Koordinator Gusdurian Mojokutho Pare, Kabupaten Kediri, Antok Beler, mengatakan peresmian rumah lansia tersebut bertepatan dengan agenda Haul ke-16Gus Dur, kegiatan rutin tahunan Jaringan Gusdurian yang tahun ini mengusung tema “Dari Rakyat untuk Rakyat”.
“Rumah lansia ini sekaligus menjadi ruang kemanusiaan bersama bagi lansia dan anak-anak yang membutuhkan pendampingan, mereka ini sebagain ditemukan oleh relawan sebagain diantar oleh keluarga, ” terangnya.
Antok menyebutkan bahwa saat ini Rumah Lansia Gusdurian Pare mendampingi hampir 50 lansia, yang sebagian besar merupakan lansia temuan dan lansia yang ditelantarkan keluarga.
Pada peresmian kali ini, sebanyak 12 kamar baru resmi digunakan. Sementara itu, bangunan lama memiliki sekitar 25 kamar yang sebelumnya menampung hingga 40 penghuni sehingga mengalami kelebihan kapasitas.
Sementara itu, Direktur Jaringan Gusdurian Indonesia, Alissa Qotrunnada Munawaroh Wahid, mengatakan keberadaan rumah lansia ini dinilai penting mengingat perubahan demografi Indonesia yang menunjukkan jumlah lansia terus bertambah.
Kondisi tersebut membutuhkan kesiapan negara dan masyarakat dalam menyediakan layanan, fasilitas, serta edukasi keluarga agar lansia tetap terawat dan tidak terpinggirkan.
Rumah Lansia Gusdurian Pare dikelola secara gotong royong dengan melibatkan berbagai pihak.
Selain bekerja sama dengan Dinas Sosial kabupaten dan provinsi, pengelola juga berkoordinasi dengan kepolisian, Koramil, serta relawan dari berbagai komunitas kemanusiaan.
Penanganan lansia temuan dan lansia dengan kondisi khusus dilakukan melalui kerja sama lintas sektor tersebut.

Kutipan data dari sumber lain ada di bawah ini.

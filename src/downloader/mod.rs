//! Core downloader implementation split into focused submodules.
//!
//! The `AlbumDownloader` struct and its methods are organized by domain:
//! - [`submit`] - Album submission and job spawning
//! - [`control`] - Status polling, artifact retrieval, cancellation, shutdown
//! - [`services`] - Background service starters (registry sweeper)

mod control;
mod services;
mod submit;

// unwrap/expect are acceptable in tests for concise failure-on-error assertions
#[allow(clippy::unwrap_used, clippy::expect_used)]
#[cfg(test)]
pub(crate) mod test_helpers;

use std::sync::Arc;
use std::sync::atomic::AtomicBool;

use crate::config::Config;
use crate::cover::CoverArtFetcher;
use crate::error::Result;
use crate::fetcher::{AudioFetcher, YtDlpFetcher};
use crate::registry::JobRegistry;
use crate::types::Event;

/// Capacity of the lifecycle event broadcast channel
const EVENT_CHANNEL_CAPACITY: usize = 1000;

/// Main downloader instance (cloneable - all fields are Arc-wrapped)
///
/// Owns the job registry, the fetch backends, and the event channel. The REST
/// API layer and any number of background tasks share one instance through
/// cheap clones.
#[derive(Clone)]
pub struct AlbumDownloader {
    /// Configuration (wrapped in Arc for sharing across tasks)
    pub(crate) config: Arc<Config>,
    /// Process-wide job registry
    pub(crate) registry: JobRegistry,
    /// Event broadcast channel sender (multiple subscribers supported)
    pub(crate) event_tx: tokio::sync::broadcast::Sender<Event>,
    /// Audio fetch backend (trait object for pluggable implementations)
    pub(crate) fetcher: Arc<dyn AudioFetcher>,
    /// Cover art fetcher
    pub(crate) cover: Arc<CoverArtFetcher>,
    /// Flag to indicate whether new jobs are accepted (false during shutdown)
    pub(crate) accepting_new: Arc<AtomicBool>,
}

impl AlbumDownloader {
    /// Create a new AlbumDownloader instance
    ///
    /// Validates the configuration, prepares the scratch directory, and
    /// discovers the external fetch binary. Fails fast when the binary cannot
    /// be found so a misconfigured deployment surfaces immediately instead of
    /// on the first job.
    pub async fn new(config: Config) -> Result<Self> {
        config.validate()?;
        let fetcher: Arc<dyn AudioFetcher> = Arc::new(YtDlpFetcher::discover(&config.tools)?);
        tokio::fs::create_dir_all(config.temp_dir()).await?;
        Ok(Self::assemble(config, fetcher))
    }

    /// Create a downloader with a custom fetch backend.
    ///
    /// Skips binary discovery; used by embedders with their own media source
    /// and by tests injecting a mock.
    pub fn with_fetcher(config: Config, fetcher: Arc<dyn AudioFetcher>) -> Result<Self> {
        config.validate()?;
        std::fs::create_dir_all(config.temp_dir())?;
        Ok(Self::assemble(config, fetcher))
    }

    fn assemble(config: Config, fetcher: Arc<dyn AudioFetcher>) -> Self {
        let (event_tx, _rx) = tokio::sync::broadcast::channel(EVENT_CHANNEL_CAPACITY);
        let cover = Arc::new(CoverArtFetcher::new(&config.cover));

        Self {
            config: Arc::new(config),
            registry: JobRegistry::new(),
            event_tx,
            fetcher,
            cover,
            accepting_new: Arc::new(AtomicBool::new(true)),
        }
    }

    /// Subscribe to job lifecycle events
    pub fn subscribe(&self) -> tokio::sync::broadcast::Receiver<Event> {
        self.event_tx.subscribe()
    }

    /// The configuration this downloader was built with
    pub fn config(&self) -> &Config {
        &self.config
    }
}
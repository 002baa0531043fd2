//! Error types for album-dl
//!
//! This module provides error handling for the library, including:
//! - Domain-specific error types (Job, Fetch, Archive)
//! - HTTP status code mapping for API integration
//! - Structured error responses with machine-readable error codes

use crate::types::JobId;
use serde::{Deserialize, Serialize};
use std::path::PathBuf;
use thiserror::Error;
use utoipa::ToSchema;

/// Result type alias for album-dl operations
pub type Result<T> = std::result::Result<T, Error>;

/// Main error type for album-dl
///
/// This is the primary error type used throughout the library. Each variant includes
/// contextual information to help diagnose issues.
#[derive(Debug, Error)]
pub enum Error {
    /// Configuration error with context about which setting is invalid
    #[error("configuration error: {message}")]
    Config {
        /// Human-readable error message describing the configuration issue
        message: String,
        /// The configuration key that caused the error (e.g., "temp_dir")
        key: Option<String>,
    },

    /// Album job error
    #[error("job error: {0}")]
    Job(#[from] JobError),

    /// Audio fetch error
    #[error("fetch error: {0}")]
    Fetch(#[from] FetchError),

    /// Archive packaging error
    #[error("archive error: {0}")]
    Archive(#[from] ArchiveError),

    /// I/O error
    #[error("I/O error: {0}")]
    Io(#[from] std::io::Error),

    /// Network error
    #[error("network error: {0}")]
    Network(#[from] reqwest::Error),

    /// Serialization error
    #[error("serialization error: {0}")]
    Serialization(#[from] serde_json::Error),

    /// Resource not found
    #[error("not found: {0}")]
    NotFound(String),

    /// Shutdown in progress - not accepting new jobs
    #[error("shutdown in progress: not accepting new jobs")]
    ShuttingDown,

    /// API server error
    #[error("API server error: {0}")]
    ApiServerError(String),

    /// Other error
    #[error("{0}")]
    Other(String),
}

/// Album-job errors
#[derive(Debug, Error)]
pub enum JobError {
    /// Job not found in the registry
    #[error("job {id} not found")]
    NotFound {
        /// The job id that was not found
        id: JobId,
    },

    /// Artifact requested before the job finished successfully
    #[error("job {id} has no artifact yet (phase: {phase})")]
    NotReady {
        /// The job whose artifact was requested
        id: JobId,
        /// The phase the job is currently in
        phase: String,
    },

    /// Every track that had a source locator failed to fetch
    #[error("job {id} failed: all {failed} fetchable tracks failed")]
    AllTracksFailed {
        /// The failed job
        id: JobId,
        /// Number of tracks that were attempted and failed
        failed: usize,
    },

    /// Job was cancelled before it finished
    #[error("job {id} was cancelled")]
    Cancelled {
        /// The cancelled job
        id: JobId,
    },
}

/// Audio-fetch errors
#[derive(Debug, Error)]
pub enum FetchError {
    /// External fetch binary could not be found
    #[error("fetch tool '{name}' not found in PATH or configuration")]
    ToolNotFound {
        /// The binary name that was searched for
        name: String,
    },

    /// External fetch tool could not be spawned
    #[error("failed to invoke fetch tool: {reason}")]
    Invocation {
        /// Why the spawn failed
        reason: String,
    },

    /// External fetch tool exited with a failure
    #[error("fetch failed for {locator} (exit: {status:?}): {stderr}")]
    ToolFailed {
        /// The source locator being fetched
        locator: String,
        /// Process exit code, if one was produced
        status: Option<i32>,
        /// Tail of the tool's stderr output
        stderr: String,
    },

    /// Requested audio quality is outside the accepted range
    #[error("invalid audio quality {requested}, must be 0..={max}")]
    InvalidQuality {
        /// The quality the caller asked for
        requested: u8,
        /// The maximum accepted value
        max: u8,
    },

    /// Metadata probe output could not be parsed
    #[error("failed to parse metadata for {locator}: {reason}")]
    InvalidMetadata {
        /// The probed locator
        locator: String,
        /// Why parsing failed
        reason: String,
    },
}

/// Archive packaging errors
#[derive(Debug, Error)]
pub enum ArchiveError {
    /// Source directory missing or unreadable
    #[error("archive source {path} is not readable: {reason}")]
    SourceUnreadable {
        /// The directory that was to be packaged
        path: PathBuf,
        /// Why it could not be read
        reason: String,
    },

    /// Writing the archive failed
    #[error("failed to write archive {path}: {reason}")]
    WriteFailed {
        /// The destination archive path
        path: PathBuf,
        /// Why the write failed
        reason: String,
    },
}

/// API error response format
///
/// This structure is returned by API endpoints when an error occurs.
/// It follows a standard format with machine-readable error codes,
/// human-readable messages, and optional contextual details.
///
/// # Example JSON Response
///
/// ```json
/// {
///   "error": {
///     "code": "job_not_found",
///     "message": "job 1b0a... not found",
///     "details": {
///       "job_id": "1b0a..."
///     }
///   }
/// }
/// ```
#[derive(Debug, Clone, Serialize, Deserialize, ToSchema)]
pub struct ApiError {
    /// The error details
    pub error: ErrorDetail,
}

/// Detailed error information for API responses
#[derive(Debug, Clone, Serialize, Deserialize, ToSchema)]
pub struct ErrorDetail {
    /// Machine-readable error code (e.g., "not_found", "validation_error")
    ///
    /// Clients can use this for programmatic error handling.
    pub code: String,

    /// Human-readable error message
    pub message: String,

    /// Optional additional context about the error
    #[serde(skip_serializing_if = "Option::is_none")]
    pub details: Option<serde_json::Value>,
}

impl ApiError {
    /// Create a new API error with code and message
    pub fn new(code: impl Into<String>, message: impl Into<String>) -> Self {
        Self {
            error: ErrorDetail {
                code: code.into(),
                message: message.into(),
                details: None,
            },
        }
    }

    /// Create an API error with additional details
    pub fn with_details(
        code: impl Into<String>,
        message: impl Into<String>,
        details: serde_json::Value,
    ) -> Self {
        Self {
            error: ErrorDetail {
                code: code.into(),
                message: message.into(),
                details: Some(details),
            },
        }
    }

    /// Create a "not found" error
    pub fn not_found(resource: impl Into<String>) -> Self {
        Self::new("not_found", format!("{} not found", resource.into()))
    }

    /// Create a "validation error" error
    pub fn validation(message: impl Into<String>) -> Self {
        Self::new("validation_error", message)
    }

    /// Create an "internal server error"
    pub fn internal(message: impl Into<String>) -> Self {
        Self::new("internal_error", message)
    }
}

/// Convert errors to HTTP status codes for API responses
///
/// This trait maps domain errors to appropriate HTTP status codes.
pub trait ToHttpStatus {
    /// Get the HTTP status code for this error
    fn status_code(&self) -> u16;

    /// Get the machine-readable error code
    fn error_code(&self) -> &str;
}

impl ToHttpStatus for Error {
    fn status_code(&self) -> u16 {
        match self {
            // 400 Bad Request - Client error (invalid input)
            Error::Config { .. } => 400,
            Error::Job(JobError::NotReady { .. }) => 400,
            Error::Fetch(FetchError::InvalidQuality { .. }) => 400,

            // 404 Not Found
            Error::NotFound(_) => 404,
            Error::Job(JobError::NotFound { .. }) => 404,

            // 422 Unprocessable Entity - job-level failures surfaced over the API
            Error::Job(JobError::AllTracksFailed { .. }) => 422,
            Error::Job(JobError::Cancelled { .. }) => 422,
            Error::Fetch(FetchError::InvalidMetadata { .. }) => 422,

            // 500 Internal Server Error - Server-side issues
            Error::Io(_) => 500,
            Error::Archive(_) => 500,
            Error::Serialization(_) => 500,
            Error::ApiServerError(_) => 500,
            Error::Other(_) => 500,

            // 502 Bad Gateway - External service errors
            Error::Network(_) => 502,
            Error::Fetch(FetchError::ToolFailed { .. }) => 502,

            // 503 Service Unavailable
            Error::ShuttingDown => 503,
            Error::Fetch(FetchError::ToolNotFound { .. }) => 503,
            Error::Fetch(FetchError::Invocation { .. }) => 503,
        }
    }

    fn error_code(&self) -> &str {
        match self {
            Error::Config { .. } => "config_error",
            Error::Job(e) => match e {
                JobError::NotFound { .. } => "job_not_found",
                JobError::NotReady { .. } => "job_not_ready",
                JobError::AllTracksFailed { .. } => "all_tracks_failed",
                JobError::Cancelled { .. } => "job_cancelled",
            },
            Error::Fetch(e) => match e {
                FetchError::ToolNotFound { .. } => "fetch_tool_not_found",
                FetchError::Invocation { .. } => "fetch_tool_error",
                FetchError::ToolFailed { .. } => "fetch_failed",
                FetchError::InvalidQuality { .. } => "invalid_quality",
                FetchError::InvalidMetadata { .. } => "invalid_metadata",
            },
            Error::Archive(_) => "archive_error",
            Error::Io(_) => "io_error",
            Error::Network(_) => "network_error",
            Error::Serialization(_) => "serialization_error",
            Error::NotFound(_) => "not_found",
            Error::ShuttingDown => "shutting_down",
            Error::ApiServerError(_) => "api_server_error",
            Error::Other(_) => "internal_error",
        }
    }
}

impl From<Error> for ApiError {
    fn from(error: Error) -> Self {
        let code = error.error_code().to_string();
        let message = error.to_string();

        // Add contextual details for specific error types
        let details = match &error {
            Error::Job(JobError::NotFound { id }) => Some(serde_json::json!({
                "job_id": id,
            })),
            Error::Job(JobError::NotReady { id, phase }) => Some(serde_json::json!({
                "job_id": id,
                "phase": phase,
            })),
            Error::Job(JobError::AllTracksFailed { id, failed }) => Some(serde_json::json!({
                "job_id": id,
                "failed_tracks": failed,
            })),
            Error::Fetch(FetchError::InvalidQuality { requested, max }) => {
                Some(serde_json::json!({
                    "requested": requested,
                    "max": max,
                }))
            }
            _ => None,
        };

        ApiError {
            error: ErrorDetail {
                code,
                message,
                details,
            },
        }
    }
}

Menariknya, rumah lansia ini menjadi contoh praktik kebinekaan. Relawan, pengelola, dan para pendukung berasal dari berbagai latar belakang agama dan komunitas.
Operasional rumah lansia berjalan tanpa donatur tetap, namun didukung oleh partisipasi masyarakat dan para relawan yang secara sukarela membantu pemenuhan kebutuhan harian lansia, termasuk penyediaan makanan tiga kali sehari.
Dari sisi Jaringan Gusdurian, keberadaan Rumah Lansia di Pare diharapkan dapat menjadi praktik baik yang menginspirasi komunitas Gusdurian di daerah lain untuk menginisiasi program serupa.
Sebelumnya, Jaringan Gusdurian juga dikenal melalui berbagai inisiatif sosial, seperti sekolah perempuan di desa-desa.
Meski demikian, pengelola mengakui masih terdapat sejumlah kebutuhan mendesak, di antaranya ruang isolasi bagi lansia baru yang memerlukan penanganan khusus akibat kondisi kesehatan tertentu, serta ambulans untuk menunjang layanan darurat.
Dengan diresmikannya Rumah Lansia Gusdurian Pare, diharapkan semakin banyak pihak yang terlibat dalam upaya bersama merawat dan melindungi lansia sebagai bagian dari tanggung jawab kemanusiaan.